The company had used its savings from the U.S. tax cuts to increase vacation and holiday pay for technicians and other employees on commission and to double its 401(k) contributions while cutting vesting time.

Bulbuck said the initial response to the enhanced benefits had been “very, very positive” among general and regional managers. (The company polled them because that leadership level has such a prominent role in hiring, he said.)

However, “these programs will take time to mature” and make an impact on recruitment, tech count and sustainable retention, Bulbuck said. To date, the benefits hadn’t translated yet in a significant hiring close rate or turnover decrease, but “we believe that it will over time,” he said.

Nevertheless, Boyd did post a net inflow of labor, with an increased same-store technician count over 2017 and over the beginning of 2018, according to Bulbuck.

This might not necessarily solve the backlog issue — productivity “ranges quite considerably,” Bulbuck noted — but in terms of bodies, the same-store numbers are up at Boyd, he said.

“Vacation season” and the tech shortage continue to have a “meaningful impact” so far in the quarter ending Sept. 30, and ultimately Boyd predicted that third-quarter same-store sales growth will be lower than Q2.

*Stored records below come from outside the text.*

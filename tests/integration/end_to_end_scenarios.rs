//! Drives end-to-end phase-persistence scenarios against a real
//! `NodeRegistry` backed by a temp-dir SQLite durable tier, restarting the
//! registry in-process (drop and reconstruct against the same path) to
//! exercise restart survival of Ice and clearance of Water/Gas.

use codex_core::backends::{EdgeFilter, NodeFilter, SqliteBackend, StorageBackend};
use codex_core::{Config, Edge, Node, NodeRegistry, Phase};

fn config_at(path: &std::path::Path) -> Config {
    Config {
        ice_connection_string: path.to_string_lossy().into_owned(),
        ..Config::default()
    }
}

async fn restart(path: &std::path::Path) -> NodeRegistry {
    let (registry, _watcher) = NodeRegistry::initialize(config_at(path)).await.unwrap();
    registry
}

#[tokio::test]
async fn scenario_1_ice_persists_across_restart() {
    let dir = tempfile::tempdir().unwrap();
    let db_path = dir.path().join("ice.db3");

    let registry = restart(&db_path).await;
    let mut node = Node::new("A", "t", Phase::Ice);
    node.title = Some("A".to_string());
    registry.upsert_node(node).await.unwrap();
    registry.wait_quiescent().await;
    registry.shutdown().await;

    let registry = restart(&db_path).await;
    let found = registry.try_get_node("A").expect("A survives restart");
    assert_eq!(found.state, Phase::Ice);
    assert_eq!(found.title.as_deref(), Some("A"));
}

#[tokio::test]
async fn scenario_2_water_is_wiped_across_restart() {
    let dir = tempfile::tempdir().unwrap();
    let db_path = dir.path().join("ice.db3");

    let registry = restart(&db_path).await;
    registry
        .upsert_node(Node::new("B", "t", Phase::Water))
        .await
        .unwrap();
    registry.wait_quiescent().await;
    registry.shutdown().await;

    let registry = restart(&db_path).await;
    assert!(registry.try_get_node("B").is_none());
}

#[tokio::test]
async fn scenario_3_gas_never_persists() {
    let dir = tempfile::tempdir().unwrap();
    let db_path = dir.path().join("ice.db3");

    let registry = restart(&db_path).await;
    registry
        .upsert_node(Node::new("C", "t", Phase::Gas))
        .await
        .unwrap();
    registry.wait_quiescent().await;

    let ice = SqliteBackend::open(db_path.to_str().unwrap()).unwrap();
    assert!(ice.get_node("C").await.unwrap().is_none());
    registry.shutdown().await;

    let registry = restart(&db_path).await;
    assert!(registry.try_get_node("C").is_none());
}

#[tokio::test]
async fn scenario_4_ice_to_water_migrates_storage() {
    let dir = tempfile::tempdir().unwrap();
    let db_path = dir.path().join("ice.db3");

    let registry = restart(&db_path).await;
    registry
        .upsert_node(Node::new("D", "t", Phase::Ice))
        .await
        .unwrap();
    registry.wait_quiescent().await;
    registry
        .upsert_node(Node::new("D", "t", Phase::Water))
        .await
        .unwrap();
    registry.wait_quiescent().await;

    let ice = SqliteBackend::open(db_path.to_str().unwrap()).unwrap();
    assert!(ice.get_node("D").await.unwrap().is_none(), "D must have migrated out of Ice");

    let node = registry.try_get_node("D").unwrap();
    assert_eq!(node.state, Phase::Water);
}

#[tokio::test]
async fn scenario_5_edge_follows_most_fluid_endpoint() {
    let dir = tempfile::tempdir().unwrap();
    let db_path = dir.path().join("ice.db3");

    let registry = restart(&db_path).await;
    registry.upsert_node(Node::new("X", "t", Phase::Ice)).await.unwrap();
    registry.upsert_node(Node::new("Y", "t", Phase::Ice)).await.unwrap();
    registry.upsert_edge(Edge::new("X", "relates", "Y")).await.unwrap();
    registry.wait_quiescent().await;

    let ice = SqliteBackend::open(db_path.to_str().unwrap()).unwrap();
    let edges = ice.scan_edges(&EdgeFilter::default()).await.unwrap();
    assert_eq!(edges.len(), 1, "edge is durable while both endpoints are Ice");

    registry.upsert_node(Node::new("Y", "t", Phase::Water)).await.unwrap();
    registry.wait_quiescent().await;

    let ice = SqliteBackend::open(db_path.to_str().unwrap()).unwrap();
    let edges = ice.scan_edges(&EdgeFilter::default()).await.unwrap();
    assert!(edges.is_empty(), "edge must leave Ice once an endpoint is Water");
    let edge = registry.get_edge("X", "Y", Some("relates")).expect("edge still in memory");
    assert_eq!(edge.derived_state, Phase::Water);

    registry.upsert_node(Node::new("Y", "t", Phase::Gas)).await.unwrap();
    registry.wait_quiescent().await;

    let ice = SqliteBackend::open(db_path.to_str().unwrap()).unwrap();
    assert!(ice.scan_edges(&EdgeFilter::default()).await.unwrap().is_empty());
    let edge = registry
        .get_edge("X", "Y", Some("relates"))
        .expect("edge still reachable in memory before restart");
    assert_eq!(edge.derived_state, Phase::Gas);

    registry.shutdown().await;
    let registry = restart(&db_path).await;
    assert!(
        registry.get_edge("X", "Y", Some("relates")).is_none(),
        "edge absent after restart once its Gas endpoint is gone"
    );
}

#[tokio::test]
async fn scenario_6_content_adapter_resolves_and_hashes() {
    let dir = tempfile::tempdir().unwrap();
    let db_path = dir.path().join("ice.db3");
    let fixture_path = dir.path().join("hello.txt");
    tokio::fs::write(&fixture_path, b"hello\n").await.unwrap();

    let registry = restart(&db_path).await;
    let mut node = Node::new("E", "t", Phase::Gas);
    node.content = Some(codex_core::ContentRef::external(
        "text/plain",
        format!("file://{}", fixture_path.display()),
    ));
    registry.upsert_node(node).await.unwrap();

    let found = registry.try_get_node("E").unwrap();
    let content = found.content.expect("content resolved synchronously on upsert");
    assert_eq!(content.inline_bytes.as_deref(), Some(&b"hello\n"[..]));

    let mut hasher = sha2::Sha256::new();
    use sha2::Digest;
    hasher.update(b"hello\n");
    let expected = hex::encode(hasher.finalize());
    assert_eq!(content.cache_key, Some(expected));
    assert_eq!(
        content.external_uri.as_deref(),
        Some(format!("file://{}", fixture_path.display())).as_deref()
    );
}
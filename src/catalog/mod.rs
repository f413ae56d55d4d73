//! Style catalog - the built-in poster style presets
//!
//! The catalog is read-only data fixed at process start. Each style pairs
//! bilingual display text with the instruction block injected into the
//! generation prompt.

use serde::{Deserialize, Serialize};

/// A named aesthetic preset
#[derive(Debug, Clone, Serialize, Deserialize)]
pub struct StyleProfile {
    /// Unique style key
    pub id: String,

    /// English display name
    pub name: String,

    /// Chinese display name
    #[serde(rename = "name_zh")]
    pub name_zh: String,

    /// Short English description
    pub description: String,

    /// Short Chinese description
    #[serde(rename = "description_zh")]
    pub description_zh: String,

    /// Accent color used by style cards
    #[serde(rename = "previewColor")]
    pub preview_color: String,

    /// Emoji shown on the style card
    pub icon: String,

    /// Instruction block appended to the generation prompt
    #[serde(rename = "promptInstruction")]
    pub prompt_instruction: String,
}

/// Read-only collection of style presets
#[derive(Debug, Clone)]
pub struct Catalog {
    styles: Vec<StyleProfile>,
}

impl Catalog {
    /// Create a catalog with the built-in 2025 poster styles
    pub fn builtin() -> Self {
        Self {
            styles: builtin_styles(),
        }
    }

    /// Create a catalog from an explicit style list
    pub fn new(styles: Vec<StyleProfile>) -> Self {
        Self { styles }
    }

    /// Look up a style by id
    pub fn get(&self, id: &str) -> Option<&StyleProfile> {
        self.styles.iter().find(|s| s.id == id)
    }

    /// All styles, in definition order
    pub fn all(&self) -> &[StyleProfile] {
        &self.styles
    }

    pub fn len(&self) -> usize {
        self.styles.len()
    }

    pub fn is_empty(&self) -> bool {
        self.styles.is_empty()
    }
}

fn style(
    id: &str,
    name: &str,
    name_zh: &str,
    description: &str,
    description_zh: &str,
    preview_color: &str,
    icon: &str,
    prompt_instruction: &str,
) -> StyleProfile {
    StyleProfile {
        id: id.to_string(),
        name: name.to_string(),
        name_zh: name_zh.to_string(),
        description: description.to_string(),
        description_zh: description_zh.to_string(),
        preview_color: preview_color.to_string(),
        icon: icon.to_string(),
        prompt_instruction: prompt_instruction.to_string(),
    }
}

fn builtin_styles() -> Vec<StyleProfile> {
    vec![
        style(
            "neo-song",
            "Neo-Song Aesthetics",
            "新宋式极简美学",
            "Minimalist, negative space, archaic elegance, low saturation.",
            "极简，留白，古朴雅致，低饱和度高级灰。",
            "#7D929F",
            "🍵",
            "Style: Neo-Song Aesthetics (新宋式极简美学).\n\
             Core Philosophy: Minimalist, negative space (reserving white space), archaic elegance, serenity.\n\
             Visuals: Low saturation 'advanced gray' tones (Ru Kiln Blue, Rice Paper White, Ink Black).\n\
             Typography: Thin Serif/Song Ti, vertical layout.\n\
             Texture: Rice paper texture, ink wash blur, slight noise.\n\
             Composition: Asymmetrical balance.\n\
             Mood: Quiet, elegant, scholarly.",
        ),
        style(
            "avant-garde-guochao",
            "Avant-Garde Guochao",
            "先锋国潮",
            "Cyber-traditional, neon meets ink, psychedelic, fluid.",
            "赛博紫与水墨的碰撞，迷幻流体，故障艺术。",
            "#B026FF",
            "🔮",
            "Style: Avant-Garde Guochao (先锋国潮).\n\
             Core Philosophy: Collision of traditional Chinese ink/porcelain with future tech/glitch art.\n\
             Visuals: Cyber Purple, Neon Pink, Holographic Blue against Midnight Black.\n\
             Elements: Fluidity, mesh gradients, luminous glow, digital glitches mixed with traditional patterns.\n\
             Mood: Psychedelic, conflicting, deja vu, high impact.",
        ),
        style(
            "playful-guochao",
            "Playful Guochao Pop",
            "趣味国潮波普",
            "Historical figures with modern items, flat vector, humorous.",
            "古人玩转现代科技，扁平矢量插画，反差萌。",
            "#FFD700",
            "🕶️",
            "Style: Playful Guochao Pop Fusion (趣味国潮).\n\
             Core Concept: Anachronistic collage. Ancient figures (emperors, scholars) using modern tech (laptops, sunglasses).\n\
             Visuals: Flat faux-traditional vector illustration with thick lines.\n\
             Colors: Low saturation background (beige) with high saturation accents (pop red, fluorescent).\n\
             Mood: Humorous, playful, absurd, relatable.",
        ),
        style(
            "diffusion-dream",
            "Diffusion Dream",
            "浮光幻梦",
            "Frosted glass, gradients, grainy noise, hazy, pastel.",
            "磨砂玻璃质感，柔和渐变，胶片噪点，朦胧诗意。",
            "#FFB7B2",
            "🌫️",
            "Style: Diffusion Gradient & Grainy Dream (浮光幻梦).\n\
             Core Concept: Out of focus, fluid, atmospheric, frosted glass effect.\n\
             Visuals: Gaussian blur, gradient mesh, high-key dreamy pastels (pink, blue, mint).\n\
             Texture: Essential heavy film grain/noise overlay.\n\
             Mood: Hazy, poetic, fluid, healing, soft.",
        ),
        style(
            "dopamine-brights",
            "Dopamine Brights",
            "多巴胺高亮风",
            "High saturation, collage, Y2K, maximalist, joyful.",
            "高饱和度彩虹色，拼贴艺术，Y2K，快乐张扬。",
            "#00FF00",
            "🌈",
            "Style: Dopamine Brights / Gen Z Maximalism.\n\
             Core Concept: Visual vitamin. High saturation, acid pop.\n\
             Visuals: Rainbow palette (Gen Z Yellow, Klein Blue, Barbie Pink).\n\
             Elements: Collage art, stickers, Memphis shapes, emojis.\n\
             Layout: Chaotic, overlapping, breaking the grid.\n\
             Mood: Energetic, joyful, expressive, loud.",
        ),
        style(
            "deconstructed",
            "Deconstructed Layout",
            "现代解构排版",
            "Broken grid, typography heavy, brutalist, experimental.",
            "打破网格，文字为主，粗野主义，实验性设计。",
            "#1A1A1A",
            "📐",
            "Style: Modern Experimental Deconstructed Layout.\n\
             Core Concept: Order within disorder. Typography as the main visual element.\n\
             Visuals: Oversized headlines, mixed fonts (Serif vs Sans), utilitarian UI elements (barcodes, timestamps).\n\
             Composition: Overlapping text and images, cropped edges, chaotic but balanced.\n\
             Colors: High contrast (Black/White + Neon) or Morandi.\n\
             Mood: Avant-garde, free, artsy.",
        ),
        style(
            "soft-3d",
            "Soft 3D / Clay",
            "软萌3D / 粘土风",
            "Claymorphism, inflated shapes, soft lighting, cute.",
            "粘土拟物，膨胀形状，柔光渲染，Q弹治愈。",
            "#FF99CC",
            "🎈",
            "Style: 3D Hyper-Tactile & Material Pop (Soft 3D).\n\
             Core Concept: Tactile empathy, claymorphism, inflated art.\n\
             Visuals: Materials like matte clay, glossy balloon/plastic, felt/fur.\n\
             Shapes: Rounded, chubby, no sharp edges.\n\
             Lighting: Soft studio global illumination, occlusion.\n\
             Colors: Candy pastels, bright warm tones.\n\
             Mood: Healing, cute, playful, warm.",
        ),
        style(
            "acid-collage",
            "Acid Collage",
            "酸性波普拼贴",
            "Receipts, stickers, high contrast, industrial, chaotic.",
            "生活碎片，贴纸感，高对比度，有序混乱的工业风。",
            "#CCFF00",
            "🧾",
            "Style: Playful Acid Collage / Gen Z Scrapbook.\n\
             Core Concept: Organized chaos, everyday symbols (receipts, warnings).\n\
             Visuals: Sticker art look with white strokes, pixel icons, Windows 95 UI elements.\n\
             Colors: High contrast, acid neon accents (Hot Pink, Caution Yellow) on neutral backgrounds.\n\
             Mood: Trendy, rebellious, deconstructed.",
        ),
        style(
            "y3k",
            "Y3K Future",
            "Y3K 未来美学",
            "Liquid metal, silver, bio-tech, ethereal, AI surrealism.",
            "液态金属，生化科技，空灵，AI超现实主义。",
            "#C0C0C0",
            "👽",
            "Style: Y3K (Year 3000 Aesthetics).\n\
             Core Concept: Fluid organic forms meet high-tech. Liquid metal.\n\
             Visuals: Chrome/Silver, Holographic Ice Blue, Iridescent White.\n\
             Texture: High-gloss liquid metal, aerogel, bionic skin.\n\
             Subject: Cyborgs, avatars, mutated nature, floating tech.\n\
             Mood: Ethereal, cold, post-human, surreal.",
        ),
        style(
            "neo-brutalism",
            "Neo-Brutalism",
            "新丑风 / 酸性设计",
            "Eye-straining contrast, raw, glitch, anti-design.",
            "视觉冲击，反设计，故障艺术，高对比撞色。",
            "#0000FF",
            "⚠️",
            "Style: Neo-Brutalism & Acid Graphics.\n\
             Core Concept: Rebellion, anti-design, \"ugly-cool\".\n\
             Visuals: Eye-straining colors (Klein Blue + Green), stretched fonts, pixel art, glitch effects.\n\
             Composition: Decentralized, raw, unpolished.\n\
             Mood: Raw, playful, maverick, retro-futurist.",
        ),
    ]
}

#[cfg(test)]
mod tests {
    use super::*;

    #[test]
    fn test_builtin_catalog_size() {
        let catalog = Catalog::builtin();
        assert_eq!(catalog.len(), 10);
    }

    #[test]
    fn test_lookup_by_id() {
        let catalog = Catalog::builtin();
        let style = catalog.get("y3k").unwrap();
        assert_eq!(style.name, "Y3K Future");
        assert!(style.prompt_instruction.contains("Liquid metal"));
    }

    #[test]
    fn test_unknown_id_is_none() {
        let catalog = Catalog::builtin();
        assert!(catalog.get("vaporwave").is_none());
    }

    #[test]
    fn test_ids_are_unique() {
        let catalog = Catalog::builtin();
        for (i, a) in catalog.all().iter().enumerate() {
            for b in catalog.all().iter().skip(i + 1) {
                assert_ne!(a.id, b.id);
            }
        }
    }

    #[test]
    fn test_definition_order_is_stable() {
        let catalog = Catalog::builtin();
        assert_eq!(catalog.all()[0].id, "neo-song");
        assert_eq!(catalog.all()[9].id, "neo-brutalism");
    }
}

Boyd estimates that the improved benefits would produce a 0.3-percentage-point impact on the company’s operating expenses as a percentage of sales. Initially, the company had predicted a ramp-up before it was seeing this full annual impact, but the 30-basis-point impact ended up registering in the second quarter after all, according to Bulbuck.

Bulbuck said the company had also seen more routine expense growth, including wage increases, but he said company’s indirect labor pressures might be higher than usual given the tight labor market.

In other benefits news, Society of Collision Repair Specialists Executive Director Aaron Schulenburg the same week announced the organization would partner with HR services firm Decisely to try and offer SCRS members a discounted health insurance option for their employees.

Any SCRS members interested in the program are encouraged to share employee census data with the trade group and Decisely so a health package can be developed. SCRS asked members to fill out the census file at https://scrs.com/census/ and email it to peter@decisely.com.

More information:

“Boyd Group Income Fund Reports Second Quarter 2018 Results”

Boyd Group, Aug. 10, 2018

Boyd group second-quarter 2018 earnings call

Boyd Group, Aug. 10, 2018

Boyd Group second-quarter 2018 report

Boyd Group, Aug. 10, 2018

Images:

A Gerber Collision in Manistee, Mich., is shown. (Julie Dawes/Repairer Driven News)

Boyd Group CEO Brock Bulbuck. (Provided by Boyd Group)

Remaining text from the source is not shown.